::: Material for the task :::

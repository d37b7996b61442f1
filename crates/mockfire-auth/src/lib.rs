//! Identity store for mockfire.
//!
//! [`Auth`] holds the signed-in [`User`](mockfire_types::User), if any, and
//! tells its observers whenever that changes. It knows nothing about data or
//! rules; the database binds to it as just another observer.
//!
//! Sign-in never talks to a real provider. Tests register handlers that map
//! an [`AuthCredential`] or a custom token to a
//! [`UserInfo`](mockfire_types::UserInfo):
//!
//! ```rust
//! use mockfire_auth::Auth;
//! use mockfire_types::{User, UserInfo};
//!
//! let auth = Auth::new();
//! auth.set_custom_token_sign_in_handler(|token| Ok(UserInfo::with_uid(token)));
//! let unsubscribe = auth.on_auth_state_changed(|user: Option<&User>| {
//!     println!("now signed in as {:?}", user.map(User::uid));
//! });
//! assert!(auth.current_user().is_none());
//! unsubscribe.unsubscribe();
//! ```

pub mod auth;
pub mod credential;
pub mod error;
pub mod observer;

pub use auth::Auth;
pub use credential::AuthCredential;
pub use error::{AuthError, AuthResult, HandlerError};
pub use observer::{NextOrObserver, Observer, Unsubscribe};
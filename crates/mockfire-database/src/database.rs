use std::sync::Arc;

use mockfire_types::DbPath;

use crate::engine::DataEngine;
use crate::error::DatabaseResult;
use crate::reference::Reference;

/// Entry point for handing out references into one [`DataEngine`].
#[derive(Clone, Debug)]
pub struct Database {
    engine: Arc<DataEngine>,
}

impl Database {
    pub fn new(engine: Arc<DataEngine>) -> Self {
        Self { engine }
    }

    /// A reference to `path`; `""` or `"/"` is the root.
    pub fn reference(&self, path: &str) -> DatabaseResult<Reference> {
        Ok(Reference::new(Arc::clone(&self.engine), DbPath::parse(path)?))
    }

    pub fn root(&self) -> Reference {
        Reference::new(Arc::clone(&self.engine), DbPath::root())
    }

    pub fn engine(&self) -> &Arc<DataEngine> {
        &self.engine
    }

    /// # Panics
    ///
    /// There is no connection to manage.
    pub fn go_online(&self) {
        unimplemented!("go_online")
    }

    /// # Panics
    ///
    /// There is no connection to manage.
    pub fn go_offline(&self) {
        unimplemented!("go_offline")
    }

    /// # Panics
    ///
    /// URL references are not implemented.
    pub fn ref_from_url(&self, _url: &str) -> DatabaseResult<Reference> {
        unimplemented!("ref_from_url")
    }
}

#[cfg(test)]
mod tests {
    use super::*;
    use crate::event::EventType;
    use serde_json::json;

    #[tokio::test]
    async fn references_share_the_engine() {
        let db = Database::new(DataEngine::open());
        db.reference("a/b").unwrap().set(&1).await.unwrap();
        let snap = db.root().once(EventType::Value).await.unwrap();
        assert_eq!(snap.val(), json!({"a": {"b": 1}}));
        assert_eq!(db.reference("/").unwrap(), db.root());
        assert!(db.reference("a/$b").is_err());
    }

    #[test]
    #[should_panic(expected = "not implemented: go_online")]
    fn go_online_is_unsupported() {
        Database::new(DataEngine::open()).go_online();
    }

    #[test]
    #[should_panic(expected = "not implemented: go_offline")]
    fn go_offline_is_unsupported() {
        Database::new(DataEngine::open()).go_offline();
    }

    #[test]
    #[should_panic(expected = "not implemented: ref_from_url")]
    fn ref_from_url_is_unsupported() {
        let _ = Database::new(DataEngine::open()).ref_from_url("https://example.firebaseio.com/a");
    }
}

:::

= Requirement =
With the first line of the records as the start and the line holding "about data or" as the end, please copy exactly those lines and no others.

= Response to this task =
repository d37b7996b61442f1
filename crates/mockfire-auth/src/lib.rs
//! Identity store for mockfire.
//!
//! [`Auth`] holds the signed-in [`User`](mockfire_types::User), if any, and
//! tells its observers whenever that changes. It knows nothing about data or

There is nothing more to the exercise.